[About this exercise]:
Lines from the first one down to the one containing "#[derive(Debug, Clone, PartialEq, Eq, Serialize, Deserialize)]" in the data below are the only ones needed; please return them exactly, both ends included.

Stored data

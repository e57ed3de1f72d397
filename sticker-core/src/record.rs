//! Label records and the table reader that produces them.

use std::fs::File;
use std::io::Read;
use std::path::Path;

use log::debug;
use serde::{Deserialize, Serialize};

use crate::error::{Result, StickerError};

pub const REQUIRED_COLUMNS: [&str; 3] = ["code", "name", "district"];

/// One label's worth of text. `code` doubles as the barcode payload.
#[derive(Debug, Clone, PartialEq, Eq, Serialize, Deserialize)]
pub struct LabelRecord {
    code: String,
    name: String,
    district: String,
}

impl LabelRecord {
    /// Build a record from manually entered fields. Fields are trimmed
    /// and must not be empty.
    pub fn new(code: &str, name: &str, district: &str) -> Result<Self> {
        Ok(LabelRecord {
            code: manual("code", code)?,
            name: manual("name", name)?,
            district: manual("district", district)?,
        })
    }

    /// A manually entered record for layouts that print no district,
    /// such as the captioned computer sticker.
    pub fn without_district(code: &str, name: &str) -> Result<Self> {
        Ok(LabelRecord {
            code: manual("code", code)?,
            name: manual("name", name)?,
            district: String::new(),
        })
    }

    fn from_row(row: usize, code: &str, name: &str, district: &str) -> Result<Self> {
        let field = |column: &'static str, value: &str| {
            required(value).ok_or(StickerError::EmptyField { row, column })
        };
        Ok(LabelRecord {
            code: field("code", code)?,
            name: field("name", name)?,
            district: field("district", district)?,
        })
    }

    pub fn code(&self) -> &str {
        &self.code
    }

    pub fn name(&self) -> &str {
        &self.name
    }

    pub fn district(&self) -> &str {
        &self.district
    }
}

fn required(value: &str) -> Option<String> {
    let value = value.trim();
    (!value.is_empty()).then(|| value.to_string())
}

fn manual(field: &'static str, value: &str) -> Result<String> {
    required(value).ok_or(StickerError::MissingInput { field })
}

/// Normalize a header cell: trim, lowercase, drop all whitespace
/// (and a spreadsheet-exported byte order mark).
pub fn normalize_column(name: &str) -> String {
    name.trim_start_matches('\u{feff}')
        .chars()
        .filter(|c| !c.is_whitespace())
        .flat_map(char::to_lowercase)
        .collect()
}

/// Read records from a comma-separated table with a header row.
///
/// Header names are matched after [`normalize_column`], so `" Code "`,
/// `"CODE"` and `"Dis trict"` all resolve. Extra columns are ignored.
/// Rows whose cells are all empty are skipped.
pub fn read_records<R: Read>(reader: R) -> Result<Vec<LabelRecord>> {
    let mut table = csv::ReaderBuilder::new()
        .has_headers(true)
        .flexible(true)
        .from_reader(reader);

    let detected: Vec<String> = table.headers()?.iter().map(str::to_string).collect();
    let normalized: Vec<String> = detected.iter().map(|h| normalize_column(h)).collect();

    let mut indices = [0usize; 3];
    let mut missing = Vec::new();
    for (slot, required) in indices.iter_mut().zip(REQUIRED_COLUMNS) {
        match normalized.iter().position(|h| h == required) {
            Some(i) => *slot = i,
            None => missing.push(required.to_string()),
        }
    }
    if !missing.is_empty() {
        return Err(StickerError::MissingColumns { missing, detected });
    }

    let mut records = Vec::new();
    for (i, row) in table.records().enumerate() {
        let row = row?;
        // Header is spreadsheet row 1.
        let row_number = i + 2;
        let cell = |idx: usize| row.get(idx).unwrap_or("");
        if row.iter().all(|c| c.trim().is_empty()) {
            debug!("skipping blank row {}", row_number);
            continue;
        }
        records.push(LabelRecord::from_row(
            row_number,
            cell(indices[0]),
            cell(indices[1]),
            cell(indices[2]),
        )?);
    }
    debug!("read {} records", records.len());
    Ok(records)
}

/// Read records from a CSV file on disk.
pub fn read_records_file<P: AsRef<Path>>(path: P) -> Result<Vec<LabelRecord>> {
    let file = File::open(path)?;
    read_records(file)
}
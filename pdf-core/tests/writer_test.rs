use pdf_core::objects::{ObjId, PdfObject};
use pdf_core::writer::{escape_pdf_string, PdfWriter};

fn written(id: ObjId, obj: &PdfObject) -> String {
    let mut buf = Vec::new();
    let mut w = PdfWriter::new(&mut buf);
    w.write_object(id, obj).unwrap();
    String::from_utf8_lossy(&buf).into_owned()
}

#[test]
fn header_has_binary_comment() {
    let mut buf = Vec::new();
    let mut w = PdfWriter::new(&mut buf);
    w.write_header().unwrap();
    assert!(buf.starts_with(b"%PDF-1.7\n%"));
    assert!(buf[10..14].iter().all(|&b| b >= 128));
}

#[test]
fn image_dictionary_layout() {
    let obj = PdfObject::dict(vec![
        ("Type", PdfObject::name("XObject")),
        ("Width", PdfObject::Integer(64)),
        ("SMask", PdfObject::Reference(ObjId(7, 0))),
    ]);
    let output = written(ObjId(8, 0), &obj);
    assert!(output.starts_with("8 0 obj\n"));
    assert!(output.contains("<< /Type /XObject /Width 64 /SMask 7 0 R >>"));
    assert!(output.ends_with("\nendobj\n"));
}

#[test]
fn media_box_array() {
    let obj = PdfObject::array(vec![
        PdfObject::Integer(0),
        PdfObject::Integer(0),
        PdfObject::Real(595.275591),
        PdfObject::Real(841.889764),
    ]);
    assert!(written(ObjId(1, 0), &obj).contains("[0 0 595.275591 841.889764]"));
}

#[test]
fn stream_gets_length() {
    let obj = PdfObject::stream(vec![], b"0 0 1 1 re\nf".to_vec());
    let output = written(ObjId(4, 0), &obj);
    assert!(output.contains("<< /Length 12 >>\nstream\n0 0 1 1 re\nf\nendstream"));
}

#[test]
fn info_strings_are_escaped() {
    let obj = PdfObject::literal_string("Stickers (5x3) \\ A4");
    assert!(written(ObjId(1, 0), &obj).contains("(Stickers \\(5x3\\) \\\\ A4)"));
    assert_eq!(escape_pdf_string("plain"), "plain");
}

#[test]
fn xref_entries_are_twenty_bytes() {
    let mut buf = Vec::new();
    let mut w = PdfWriter::new(&mut buf);
    w.write_header().unwrap();
    w.write_object(ObjId(1, 0), &PdfObject::name("Catalog"))
        .unwrap();
    w.write_xref_and_trailer(ObjId(1, 0), None).unwrap();

    let marker = b"xref\n0 2\n";
    let start = buf
        .windows(marker.len())
        .position(|w| w == marker)
        .unwrap()
        + marker.len();
    let entries = &buf[start..start + 40];
    assert_eq!(&entries[18..20], b"\r\n");
    assert_eq!(&entries[38..40], b"\r\n");
    assert_eq!(&entries[..20], b"0000000000 65535 f\r\n");
}

#[test]
fn trailer_points_at_root_and_info() {
    let mut buf = Vec::new();
    let mut w = PdfWriter::new(&mut buf);
    w.write_header().unwrap();
    w.write_object(ObjId(1, 0), &PdfObject::name("Catalog"))
        .unwrap();
    let info = PdfObject::dict(vec![("Creator", PdfObject::literal_string("sticker"))]);
    w.write_object(ObjId(2, 0), &info).unwrap();
    w.write_xref_and_trailer(ObjId(1, 0), Some(ObjId(2, 0)))
        .unwrap();

    let output = String::from_utf8_lossy(&buf);
    assert!(output.contains("trailer\n<< /Size 3 /Root 1 0 R /Info 2 0 R >>"));
    assert!(output.contains("startxref\n"));
    assert!(output.ends_with("%%EOF\n"));
}

#[test]
fn startxref_offset_points_at_table() {
    let mut buf = Vec::new();
    let mut w = PdfWriter::new(&mut buf);
    w.write_header().unwrap();
    w.write_object(ObjId(1, 0), &PdfObject::Integer(1)).unwrap();
    w.write_xref_and_trailer(ObjId(1, 0), None).unwrap();

    let output = String::from_utf8_lossy(&buf).into_owned();
    let tail = output.rsplit("startxref\n").next().unwrap();
    let offset: usize = tail.trim_end_matches("\n%%EOF\n").parse().unwrap();
    assert!(output[offset..].starts_with("xref\n"));
}
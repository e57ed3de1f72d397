use std::fs;
use std::path::{Path, PathBuf};

use anyhow::{bail, Context, Result};
use clap::{Parser, Subcommand, ValueEnum};
use log::{info, warn};
use sticker_core::{
    read_records_file, Artifact, Assembler, EncodingPolicy, LabelFont, LabelLayout, LabelRecord,
    LabelStyle, Logo, Preset, StickerConfig,
};

/// Render printable labels with a logo, text and a Code128 barcode.
#[derive(Parser, Debug)]
#[command(author, version, about)]
struct Cli {
    /// Label preset used when no --config file is given.
    #[arg(long, value_enum, global = true, default_value_t = PresetArg::Cm6x3)]
    preset: PresetArg,

    /// Raster resolution in dots per inch (e.g. 203 or 300).
    #[arg(long, global = true)]
    dpi: Option<f64>,

    /// JSON configuration file; overrides --preset.
    #[arg(long, global = true)]
    config: Option<PathBuf>,

    /// TrueType font for label text; the built-in font is used otherwise.
    #[arg(long, global = true)]
    font: Option<PathBuf>,

    /// Logo image (PNG or JPEG).
    #[arg(long, global = true)]
    logo: Option<PathBuf>,

    /// What to do with records whose code is not valid Code128.
    #[arg(long, value_enum, global = true)]
    on_invalid_barcode: Option<PolicyArg>,

    /// Do not stroke cut guides around labels on PDF sheets.
    #[arg(long, global = true)]
    no_cut_guides: bool,

    /// Directory the output file is written to.
    #[arg(long, global = true, default_value = ".")]
    out: PathBuf,

    #[command(subcommand)]
    command: Command,
}

#[derive(Subcommand, Debug)]
enum Command {
    /// One label from manually entered fields.
    Single {
        /// Barcode payload; also the first text line of record labels.
        #[arg(long)]
        code: String,
        /// Name line. The captioned sticker (--preset sticker) prints it
        /// after the caption, e.g. the computer number.
        #[arg(long)]
        name: String,
        /// District line. Not printed by the captioned sticker, where it
        /// may be left out.
        #[arg(long)]
        district: Option<String>,
    },
    /// Labels for every row of a CSV table with code, name and district columns.
    Batch {
        #[arg(long)]
        input: PathBuf,
        #[arg(long, value_enum, default_value_t = FormatArg::Pdf)]
        format: FormatArg,
    },
}

#[derive(Clone, Copy, Debug, ValueEnum)]
enum PresetArg {
    #[value(name = "6x3")]
    Cm6x3,
    #[value(name = "5x3")]
    Cm5x3,
    Sticker,
}

impl From<PresetArg> for Preset {
    fn from(arg: PresetArg) -> Self {
        match arg {
            PresetArg::Cm6x3 => Preset::Cm6x3,
            PresetArg::Cm5x3 => Preset::Cm5x3,
            PresetArg::Sticker => Preset::Sticker,
        }
    }
}

#[derive(Clone, Copy, Debug, ValueEnum)]
enum PolicyArg {
    Abort,
    Skip,
}

impl From<PolicyArg> for EncodingPolicy {
    fn from(arg: PolicyArg) -> Self {
        match arg {
            PolicyArg::Abort => EncodingPolicy::Abort,
            PolicyArg::Skip => EncodingPolicy::Skip,
        }
    }
}

#[derive(Clone, Copy, Debug, ValueEnum)]
enum FormatArg {
    Zip,
    Pdf,
}

fn main() -> Result<()> {
    env_logger::Builder::from_env(env_logger::Env::default().default_filter_or("info")).init();
    let cli = Cli::parse();

    let config = load_config(&cli)?;
    let font = LabelFont::resolve(cli.font.as_deref());
    let logo = cli.logo.as_deref().and_then(load_logo);
    let assembler = Assembler::new(config, font, logo);

    let artifact = match &cli.command {
        Command::Single {
            code,
            name,
            district,
        } => {
            let record =
                manual_record(&assembler.config().layout, code, name, district.as_deref())?;
            assembler.generate(LabelStyle::ManualSingle, &[record])?
        }
        Command::Batch { input, format } => {
            let records = read_records_file(input)
                .with_context(|| format!("reading {}", input.display()))?;
            info!("{} records from {}", records.len(), input.display());
            let style = match format {
                FormatArg::Zip => LabelStyle::BatchImages,
                FormatArg::Pdf => LabelStyle::BatchPdf,
            };
            assembler.generate(style, &records)?
        }
    };

    let path = write_artifact(&cli.out, &artifact)?;
    for skipped in &artifact.skipped {
        warn!(
            "record {} ({:?}) left out: {}",
            skipped.index, skipped.code, skipped.reason
        );
    }
    println!("{}", path.display());
    Ok(())
}

fn load_config(cli: &Cli) -> Result<StickerConfig> {
    let mut config = match &cli.config {
        Some(path) => {
            let text = fs::read_to_string(path)
                .with_context(|| format!("reading config {}", path.display()))?;
            serde_json::from_str(&text)
                .with_context(|| format!("parsing config {}", path.display()))?
        }
        None => Preset::from(cli.preset).config(cli.dpi.unwrap_or(sticker_core::config::DEFAULT_DPI)),
    };
    if let Some(dpi) = cli.dpi {
        config.label.dpi = dpi;
    }
    if let Some(policy) = cli.on_invalid_barcode {
        config.on_invalid_barcode = policy.into();
    }
    if cli.no_cut_guides {
        config.cut_guides.enabled = false;
    }
    config.validate().context("invalid label configuration")?;
    Ok(config)
}

fn manual_record(
    layout: &LabelLayout,
    code: &str,
    name: &str,
    district: Option<&str>,
) -> Result<LabelRecord> {
    let record = match district {
        Some(district) => LabelRecord::new(code, name, district)?,
        None if !layout.prints_district() => LabelRecord::without_district(code, name)?,
        None => bail!("--district is required unless the layout is the captioned sticker"),
    };
    Ok(record)
}

/// A logo that cannot be used is reported and left out.
fn load_logo(path: &Path) -> Option<Logo> {
    match Logo::from_path(path) {
        Ok(logo) => Some(logo),
        Err(err) => {
            warn!("{}; rendering without a logo", err);
            None
        }
    }
}

fn write_artifact(dir: &Path, artifact: &Artifact) -> Result<PathBuf> {
    fs::create_dir_all(dir).with_context(|| format!("creating {}", dir.display()))?;
    let path = dir.join(&artifact.file_name);
    fs::write(&path, &artifact.bytes).with_context(|| format!("writing {}", path.display()))?;
    info!(
        "wrote {} ({}, {} bytes)",
        path.display(),
        artifact.media_type,
        artifact.bytes.len()
    );
    Ok(path)
}
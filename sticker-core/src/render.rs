//! Drawing one label: logo, centred text lines and barcode.
//!
//! Lines that share rows with the logo are kept clear of it.

use pdf_core::Color;

use crate::barcode::{BarcodeOptions, Code128};
use crate::error::{Result, StickerError};
use crate::fonts::LabelFont;
use crate::layout::{Frame, LabelLayout};
use crate::logo::Logo;
use crate::raster::{RasterCanvas, RenderedLabel};
use crate::record::LabelRecord;
use crate::spec::LabelSpec;
use crate::surface::LabelSurface;

pub const BACKGROUND: Color = Color::WHITE;
pub const INK: Color = Color::BLACK;

/// Encode the barcode payload of the record at `index`.
pub fn encode_record(index: usize, record: &LabelRecord) -> Result<Code128> {
    Code128::encode(record.code()).map_err(|source| StickerError::Encoding {
        index,
        code: record.code().to_string(),
        source,
    })
}

/// Draws labels with a fixed font, layout and barcode geometry.
#[derive(Debug, Clone)]
pub struct LabelRenderer {
    font: LabelFont,
    layout: LabelLayout,
    barcode: BarcodeOptions,
}

impl LabelRenderer {
    pub fn new(font: LabelFont, layout: LabelLayout, barcode: BarcodeOptions) -> Self {
        LabelRenderer {
            font,
            layout,
            barcode,
        }
    }

    pub fn layout(&self) -> &LabelLayout {
        &self.layout
    }

    /// Draw `record` onto `surface`, filling the whole label.
    pub fn render<S: LabelSurface>(
        &self,
        surface: &mut S,
        record: &LabelRecord,
        symbol: &Code128,
        logo: Option<&Logo>,
    ) -> Result<()> {
        self.barcode.validate()?;
        let (width, height) = surface.size();
        let plan = self.layout.plan(width, height);

        surface.fill_rect(Frame::new(0.0, 0.0, width, height), BACKGROUND)?;
        if let Some(logo) = logo {
            surface.draw_logo(logo, plan.logo)?;
        }
        for (line, &top) in self.layout.lines(record).into_iter().zip(&plan.line_tops) {
            let text_width = self.font.measure(line, plan.font_size);
            let placed = plan.place_line(top, text_width, logo.is_some());
            let outline = self.font.outline(line, placed.font_size, placed.x, top);
            surface.fill_outline(&outline, INK)?;
        }
        surface.draw_barcode(symbol, &self.barcode, plan.barcode)
    }

    /// Render `record` to a fresh pixel canvas sized by `spec`.
    pub fn render_raster(
        &self,
        record: &LabelRecord,
        logo: Option<&Logo>,
        spec: &LabelSpec,
    ) -> Result<RenderedLabel> {
        let symbol = encode_record(0, record)?;
        self.rasterize(record, &symbol, logo, spec)
    }

    /// Like [`render_raster`](Self::render_raster) with an already
    /// encoded symbol.
    pub fn rasterize(
        &self,
        record: &LabelRecord,
        symbol: &Code128,
        logo: Option<&Logo>,
        spec: &LabelSpec,
    ) -> Result<RenderedLabel> {
        spec.validate()?;
        let mut canvas =
            RasterCanvas::new(spec.width_px(), spec.height_px(), spec.dpi, BACKGROUND)?;
        self.render(&mut canvas, record, symbol, logo)?;
        Ok(canvas.finish())
    }
}

impl Default for LabelRenderer {
    fn default() -> Self {
        LabelRenderer::new(
            LabelFont::builtin(),
            LabelLayout::default(),
            BarcodeOptions::default(),
        )
    }
}
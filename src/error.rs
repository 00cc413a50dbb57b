use std::fmt;
use std::path::PathBuf;
use std::time::Duration;

use humantime::format_duration;

/// Exit status for a run interrupted by SIGTERM/SIGINT.
pub const EXIT_CANCELLED: i32 = 130;
/// Exit status for fatal errors and failed transfers.
pub const EXIT_FAILURE: i32 = 1;

// Errors the orchestrator and main branch on
#[derive(Debug)]
pub enum UploadError {
    // serial device path could not be opened
    DeviceOpen { path: PathBuf },
    // bounded handshake gave up without seeing "ok"
    HandshakeTimeout { attempts: u32, elapsed: Duration },
    // sender exited non-zero, None when it was killed by a signal
    TransferFailed { code: Option<i32> },
    // acknowledgement mode only: reply did not start with "ok"
    FlashCommand { command: String, reply: String },
    // a termination signal was received
    Cancelled,
}

impl UploadError {
    pub fn exit_code(&self) -> i32 {
        match self {
            UploadError::Cancelled => EXIT_CANCELLED,
            _ => EXIT_FAILURE,
        }
    }
}

impl fmt::Display for UploadError {
    fn fmt(&self, f: &mut fmt::Formatter) -> fmt::Result {
        match self {
            UploadError::DeviceOpen { path } => {
                write!(f, "cannot open serial device {}", path.display())
            }
            UploadError::HandshakeTimeout { attempts, elapsed } => {
                // round to milliseconds, humantime prints every nanosecond otherwise
                let elapsed = Duration::from_millis(elapsed.as_millis() as u64);
                write!(
                    f,
                    "no \"ok\" from device after {} probes ({})",
                    attempts,
                    format_duration(elapsed)
                )
            }
            UploadError::TransferFailed { code: Some(code) } => {
                write!(f, "transfer failed with exit code {}", code)
            }
            UploadError::TransferFailed { code: None } => {
                write!(f, "transfer terminated by signal")
            }
            UploadError::FlashCommand { command, reply } => {
                write!(f, "command {:?} not acknowledged, got {:?}", command, reply)
            }
            UploadError::Cancelled => write!(f, "cancelled by termination signal"),
        }
    }
}

impl std::error::Error for UploadError {}

/// Exit status for an error coming out of the upload sequence.
pub fn exit_code(err: &anyhow::Error) -> i32 {
    match err.downcast_ref::<UploadError>() {
        Some(e) => e.exit_code(),
        None => EXIT_FAILURE,
    }
}
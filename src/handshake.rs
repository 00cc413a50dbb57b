use anyhow::{anyhow, Result};
use log::debug;
use std::time::{Duration, Instant};

use crate::cancel::CancelToken;
use crate::error::UploadError;
use crate::transport::{decode_line, Console};

pub const PROMPT: &str = "ok";

/// Limits on the probe loop. The default probes until the device answers.
#[derive(Debug, Clone, Copy, Default, PartialEq, Eq)]
pub struct HandshakePolicy {
    pub max_attempts: Option<u32>,
    pub timeout: Option<Duration>,
}

impl HandshakePolicy {
    fn exhausted(&self, attempts: u32, elapsed: Duration) -> bool {
        self.max_attempts.map_or(false, |max| attempts >= max)
            || self.timeout.map_or(false, |limit| elapsed >= limit)
    }
}

/// Probe with newlines until a line starting with "ok" comes back.
/// Returns the number of probes sent.
pub fn acquire<C: Console>(
    console: &mut C,
    policy: &HandshakePolicy,
    cancel: &CancelToken,
) -> Result<u32> {
    let start = Instant::now();
    let mut attempts: u32 = 0;
    loop {
        cancel.check()?;
        if policy.exhausted(attempts, start.elapsed()) {
            return Err(anyhow!(UploadError::HandshakeTimeout {
                attempts,
                elapsed: start.elapsed(),
            }));
        }

        // startup banners and stale prompts
        console.clear_input()?;
        console.write_line(b"\n")?;
        attempts += 1;

        let reply = decode_line(&console.read_line()?);
        if reply.starts_with(PROMPT) {
            debug!("device ready after {} probes", attempts);
            return Ok(attempts);
        }
        debug!("probe {}: {:?}", attempts, reply);
    }
}
//! Upload a firmware image to a Smoothie board over YMODEM.
//!
//! Usage:
//!   upload-ym firmware.bin USB0
//!   upload-ym --flash firmware.bin ACM0

use anyhow::{Context, Result};
use clap::Parser;
use log::{error, info, LevelFilter};
use simplelog::{ColorChoice, Config, TermLogger, TerminalMode};
use std::path::PathBuf;
use std::process::ExitCode;

use upload_ym::config::Overrides;
use upload_ym::upload::{self, UploadSpecs};
use upload_ym::{
    exit_code, CancelToken, ExternalSender, SerialDevice, SerialSpecs, TransferRequest,
    EXIT_FAILURE,
};

/// ymodem upload file to smoothie
#[derive(Parser, Debug)]
#[command(version, about)]
struct Cli {
    /// filename to be uploaded
    file: PathBuf,

    /// Smoothie serial device, e.g. USB0 for /dev/ttyUSB0
    device: String,

    /// verbose output
    #[arg(short, long)]
    verbose: bool,

    /// flash the image once it is uploaded
    #[arg(short, long)]
    flash: bool,

    /// 128/256 byte blocks instead of 1K
    #[arg(short = '1', long)]
    notonek: bool,
}

fn run(cli: Cli, cancel: &CancelToken) -> Result<bool> {
    let overrides = Overrides::from_env()?;
    let device = SerialDevice::new(SerialSpecs::new(&cli.device)?);
    let mut sender = ExternalSender::new(overrides.sender);

    let specs = UploadSpecs {
        request: TransferRequest {
            file: cli.file,
            verbose: cli.verbose,
            one_k: !cli.notonek,
        },
        flash: cli.flash,
        handshake: overrides.handshake,
        flash_verify: overrides.flash_verify,
    };

    let outcome = upload::run(&device, &mut sender, &specs, cancel)?;
    Ok(outcome.uploaded)
}

fn init_logging(verbose: bool) -> Result<()> {
    let level = if verbose {
        LevelFilter::Debug
    } else {
        LevelFilter::Info
    };
    TermLogger::init(
        level,
        Config::default(),
        TerminalMode::Mixed,
        ColorChoice::Auto,
    )
    .context("terminal logger not installed")?;
    Ok(())
}

fn main() -> ExitCode {
    let cli = Cli::parse();

    if let Err(e) = init_logging(cli.verbose) {
        eprintln!("{:#}", e);
    }

    let cancel = CancelToken::new();
    if let Err(e) = cancel.register_signals() {
        error!("{:#}", e);
        return ExitCode::from(EXIT_FAILURE as u8);
    }

    match run(cli, &cancel) {
        Ok(true) => ExitCode::SUCCESS,
        Ok(false) => ExitCode::from(EXIT_FAILURE as u8),
        Err(e) => {
            if cancel.is_cancelled() {
                info!("got termination signal, exiting");
            } else {
                error!("{:#}", e);
            }
            ExitCode::from(exit_code(&e) as u8)
        }
    }
}

#[cfg(test)]
mod tests {
    use super::*;

    #[test]
    fn second_logger_setup_is_reported() {
        let _ = init_logging(false);
        let err = init_logging(true).unwrap_err();
        assert!(err.to_string().contains("terminal logger not installed"));
    }
}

[Exercise response]:
repository e57ed3de1f72d397
filename sticker-core/src/record.rs
//! Label records and the table reader that produces them.

use std::fs::File;
use std::io::Read;
use std::path::Path;

use log::debug;
use serde::{Deserialize, Serialize};

use crate::error::{Result, StickerError};

pub const REQUIRED_COLUMNS: [&str; 3] = ["code", "name", "district"];

/// One label's worth of text. `code` doubles as the barcode payload.
#[derive(Debug, Clone, PartialEq, Eq, Serialize, Deserialize)]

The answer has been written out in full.